1. Introduction
Forward-looking imaging sonar, also called an acoustic camera, is an active sonar system that uses an array of transducers to generate acoustic waves at approximately 1 MHZ. These acoustic waves are focused and radiated within a specific range of altitude and azimuth, creating a two-dimensional image based on the intensity of the received echoes. This sensor is widely used in various underwater applications, as it can produce two-dimensional imaging results for underwater environments similar to those from an optical camera.
Acoustic cameras are one of the few imaging sensors that can be used in underwater environments and have attracted significant research attention in underwater robotics applications. However, underwater robotics research using acoustic cameras has primarily been conducted by a few number of institutions and universities due to the high cost of robotic platforms and acoustic cameras, the difficulty of accessing real sea environments, and the expense of building or using test tanks. For this reason, there has been increasing interest in developing simulators for acoustic cameras.

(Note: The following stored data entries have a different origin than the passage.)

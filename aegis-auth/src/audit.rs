//! Append-only, encrypted audit log (spec §4.5) with total ordering given
//! by `(timestamp, sequence)`, the sequence coming from a `Watermark` so
//! concurrent appends never tie.
//!
//! Entries are written as one encrypted frame per file; a file rotates to a
//! fresh `audit-YYYYMMDD-HHMMSS.log` once it would exceed 64 MiB or once it
//! has been open for 24 hours, whichever comes first. `read_all` stitches
//! every rotated file in the directory back into one ordered stream.

use crate::watermark::Watermark;
use aegis_core::{AuditEntryId, ConfigError, EntityIdType, SessionId, UserId};
use aegis_crypto::AppendOnlyStore;
use chrono::{DateTime, Utc};
use serde::{Deserialize, Serialize};
use serde_json::Value;
use std::collections::HashMap;
use std::io;
use std::path::{Path, PathBuf};
use std::time::Duration;
use tokio::sync::Mutex;

/// A file rotates once it would exceed this many bytes...
const MAX_FILE_BYTES: u64 = 64 * 1024 * 1024;

/// ...or once it has been open this long, whichever comes first.
fn max_file_age() -> chrono::Duration {
    chrono::Duration::hours(24)
}

#[derive(Debug, Clone, Serialize, Deserialize)]
pub struct AuditEntry {
    pub id: AuditEntryId,
    pub timestamp: DateTime<Utc>,
    pub sequence: i64,
    pub actor: Option<UserId>,
    pub username: Option<String>,
    pub action: String,
    pub resource: String,
    pub target: Option<String>,
    #[serde(default)]
    pub details: HashMap<String, Value>,
    pub ip: Option<String>,
    pub user_agent: Option<String>,
    pub session_id: Option<SessionId>,
    pub success: bool,
    pub error: Option<String>,
    pub duration_ms: Option<u64>,
}

/// Everything `AuditLog::record` needs for one entry. Named fields instead
/// of a dozen positional arguments, mirroring the `resource`/`context` split
/// the `LogEvent` primitive is specified with.
#[derive(Debug, Clone, Default)]
pub struct AuditEvent {
    pub actor: Option<UserId>,
    pub username: Option<String>,
    pub action: String,
    pub resource: String,
    pub target: Option<String>,
    pub details: HashMap<String, Value>,
    pub ip: Option<String>,
    pub user_agent: Option<String>,
    pub session_id: Option<SessionId>,
    pub success: bool,
    pub error: Option<String>,
    pub duration: Option<Duration>,
}

struct CurrentFile {
    store: AppendOnlyStore,
    opened_at: DateTime<Utc>,
}

pub struct AuditLog {
    dir: PathBuf,
    secret: String,
    watermark: Watermark,
    current: Mutex<CurrentFile>,
}

impl AuditLog {
    /// Open (creating if needed) the rotating log in `dir`, starting a fresh
    /// `audit-YYYYMMDD-HHMMSS.log` file.
    pub fn open(dir: impl Into<PathBuf>, secret: impl Into<String>) -> Result<Self, ConfigError> {
        let dir = dir.into();
        let secret = secret.into();
        let store = Self::open_new_file(&dir, &secret)?;
        Ok(Self {
            dir,
            secret,
            watermark: Watermark::new(),
            current: Mutex::new(CurrentFile {
                store,
                opened_at: Utc::now(),
            }),
        })
    }

    fn open_new_file(dir: &Path, secret: &str) -> Result<AppendOnlyStore, ConfigError> {
        let filename = format!("audit-{}.log", Utc::now().format("%Y%m%d-%H%M%S"));
        AppendOnlyStore::open("audit-log", dir.join(filename), secret)
    }

    async fn rotate_if_needed(&self, current: &mut CurrentFile, incoming_len: u64) -> io::Result<()> {
        let too_old = Utc::now() - current.opened_at >= max_file_age();
        let too_big = current.store.file_len().await + incoming_len > MAX_FILE_BYTES;
        if too_old || too_big {
            let store = Self::open_new_file(&self.dir, &self.secret)
                .map_err(|e| io::Error::new(io::ErrorKind::Other, e.to_string()))?;
            *current = CurrentFile {
                store,
                opened_at: Utc::now(),
            };
        }
        Ok(())
    }

    pub async fn record(&self, event: AuditEvent) -> io::Result<AuditEntry> {
        let entry = AuditEntry {
            id: AuditEntryId::generate(),
            timestamp: Utc::now(),
            sequence: self.watermark.next(),
            actor: event.actor,
            username: event.username,
            action: event.action,
            resource: event.resource,
            target: event.target,
            details: event.details,
            ip: event.ip,
            user_agent: event.user_agent,
            session_id: event.session_id,
            success: event.success,
            error: event.error,
            duration_ms: event.duration.map(|d| d.as_millis() as u64),
        };
        let bytes = serde_json::to_vec(&entry).expect("audit entry serializes");

        let mut current = self.current.lock().await;
        self.rotate_if_needed(&mut current, bytes.len() as u64).await?;
        current.store.append(&bytes).await?;
        Ok(entry)
    }

    /// Every entry across every rotated file, in `(timestamp, sequence)`
    /// order.
    pub async fn read_all(&self) -> Vec<AuditEntry> {
        let mut paths = Vec::new();
        if let Ok(mut read_dir) = tokio::fs::read_dir(&self.dir).await {
            while let Ok(Some(dir_entry)) = read_dir.next_entry().await {
                let path = dir_entry.path();
                let is_audit_file = path
                    .file_name()
                    .and_then(|n| n.to_str())
                    .map(|n| n.starts_with("audit-") && n.ends_with(".log"))
                    .unwrap_or(false);
                if is_audit_file {
                    paths.push(path);
                }
            }
        }
        // Filenames are `audit-YYYYMMDD-HHMMSS.log`, so lexical order is
        // chronological order.
        paths.sort();

        let mut entries: Vec<AuditEntry> = Vec::new();
        for path in paths {
            let Ok(store) = AppendOnlyStore::open("audit-log", path, &self.secret) else {
                continue;
            };
            let frames = store.read_all().await.unwrap_or_default();
            entries.extend(frames.iter().filter_map(|f| serde_json::from_slice(f).ok()));
        }
        entries.sort_by(|a, b| (a.timestamp, a.sequence).cmp(&(b.timestamp, b.sequence)));
        entries
    }
}

#[cfg(test)]
mod tests {
    use super::*;

    fn event(action: &str, resource: &str, success: bool) -> AuditEvent {
        AuditEvent {
            action: action.to_string(),
            resource: resource.to_string(),
            success,
            ..Default::default()
        }
    }

    #[tokio::test]
    async fn appended_entries_are_returned_in_order() {
        let dir = tempfile::tempdir().unwrap();
        let log = AuditLog::open(dir.path(), "0123456789abcdef0123456789abcdef").unwrap();
        log.record(event("login", "session", true)).await.unwrap();
        log.record(event("login", "session", false)).await.unwrap();
        let entries = log.read_all().await;
        assert_eq!(entries.len(), 2);
        assert!(entries[0].success);
        assert!(!entries[1].success);
        assert!(entries[1].sequence > entries[0].sequence);
    }

    #[tokio::test]
    async fn carries_the_full_attribute_set() {
        let dir = tempfile::tempdir().unwrap();
        let log = AuditLog::open(dir.path(), "0123456789abcdef0123456789abcdef").unwrap();
        let user = UserId::generate();
        let session = SessionId::generate();
        let recorded = log
            .record(AuditEvent {
                actor: Some(user),
                username: Some("alice".to_string()),
                action: "login".to_string(),
                resource: "session".to_string(),
                target: Some("alice".to_string()),
                ip: Some("127.0.0.1".to_string()),
                user_agent: Some("curl/8".to_string()),
                session_id: Some(session),
                success: true,
                error: None,
                duration: Some(Duration::from_millis(12)),
                ..Default::default()
            })
            .await
            .unwrap();
        assert_eq!(recorded.username.as_deref(), Some("alice"));
        assert_eq!(recorded.session_id, Some(session));
        assert_eq!(recorded.duration_ms, Some(12));

        let entries = log.read_all().await;
        assert_eq!(entries[0].actor, Some(user));
        assert_eq!(entries[0].resource, "session");
    }

    #[tokio::test]
    async fn rotates_to_a_new_file_once_the_size_threshold_is_crossed() {
        let dir = tempfile::tempdir().unwrap();
        let log = AuditLog::open(dir.path(), "0123456789abcdef0123456789abcdef").unwrap();
        {
            let mut current = log.current.lock().await;
            // Simulate the current file already sitting at the rotation
            // threshold without writing 64 MiB of real frames.
            current.store.append(&vec![0u8; MAX_FILE_BYTES as usize]).await.unwrap();
        }
        log.record(event("login", "session", true)).await.unwrap();

        let mut log_files = Vec::new();
        let mut read_dir = tokio::fs::read_dir(dir.path()).await.unwrap();
        while let Ok(Some(entry)) = read_dir.next_entry().await {
            log_files.push(entry.path());
        }
        assert_eq!(log_files.len(), 2, "expected a rotated file alongside the original");
    }

    #[tokio::test]
    async fn rotates_once_the_current_file_is_older_than_the_age_threshold() {
        let dir = tempfile::tempdir().unwrap();
        let log = AuditLog::open(dir.path(), "0123456789abcdef0123456789abcdef").unwrap();
        {
            let mut current = log.current.lock().await;
            current.opened_at = Utc::now() - chrono::Duration::hours(25);
        }
        log.record(event("login", "session", true)).await.unwrap();

        let mut log_files = Vec::new();
        let mut read_dir = tokio::fs::read_dir(dir.path()).await.unwrap();
        while let Ok(Some(entry)) = read_dir.next_entry().await {
            log_files.push(entry.path());
        }
        assert_eq!(log_files.len(), 2, "expected a rotated file alongside the original");
    }
}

Simulating the signals of acoustic sensors typically requires modeling both the propagation of acoustic waves and the effects of various environmental factors, making it a complex and computationally intensive process. Fortunately, acoustic cameras have a relatively low signal-to-noise ratio and short detection range compared to other acoustic sensors, allowing certain processes in acoustic image simulation to be simplified. Accordingly, an acoustic camera simulator developed with these considerations in mind would be highly efficient and could be effectively utilized in underwater robotics applications.
With advancements in sonar technology, underwater sonar devices are now used in a variety of marine robotics applications, including target recognition, localization, mapping, and simultaneous localization and mapping (SLAM). Consequently, several sonar simulators have been developed for academic research purposes, and these can be categorized into three main types of simulation techniques for sonar imaging [
1].
Frequency domain models use the Fourier transform of transmitted and received sound pulses [
2]. Finite difference models solve the acoustic wave equation [
3], numerically determining acoustic pressure, although this approach is computationally intensive. Ray tracing is a rendering technique that can produce high-quality images but requires substantial computational resources due to the complexity of tracing light paths.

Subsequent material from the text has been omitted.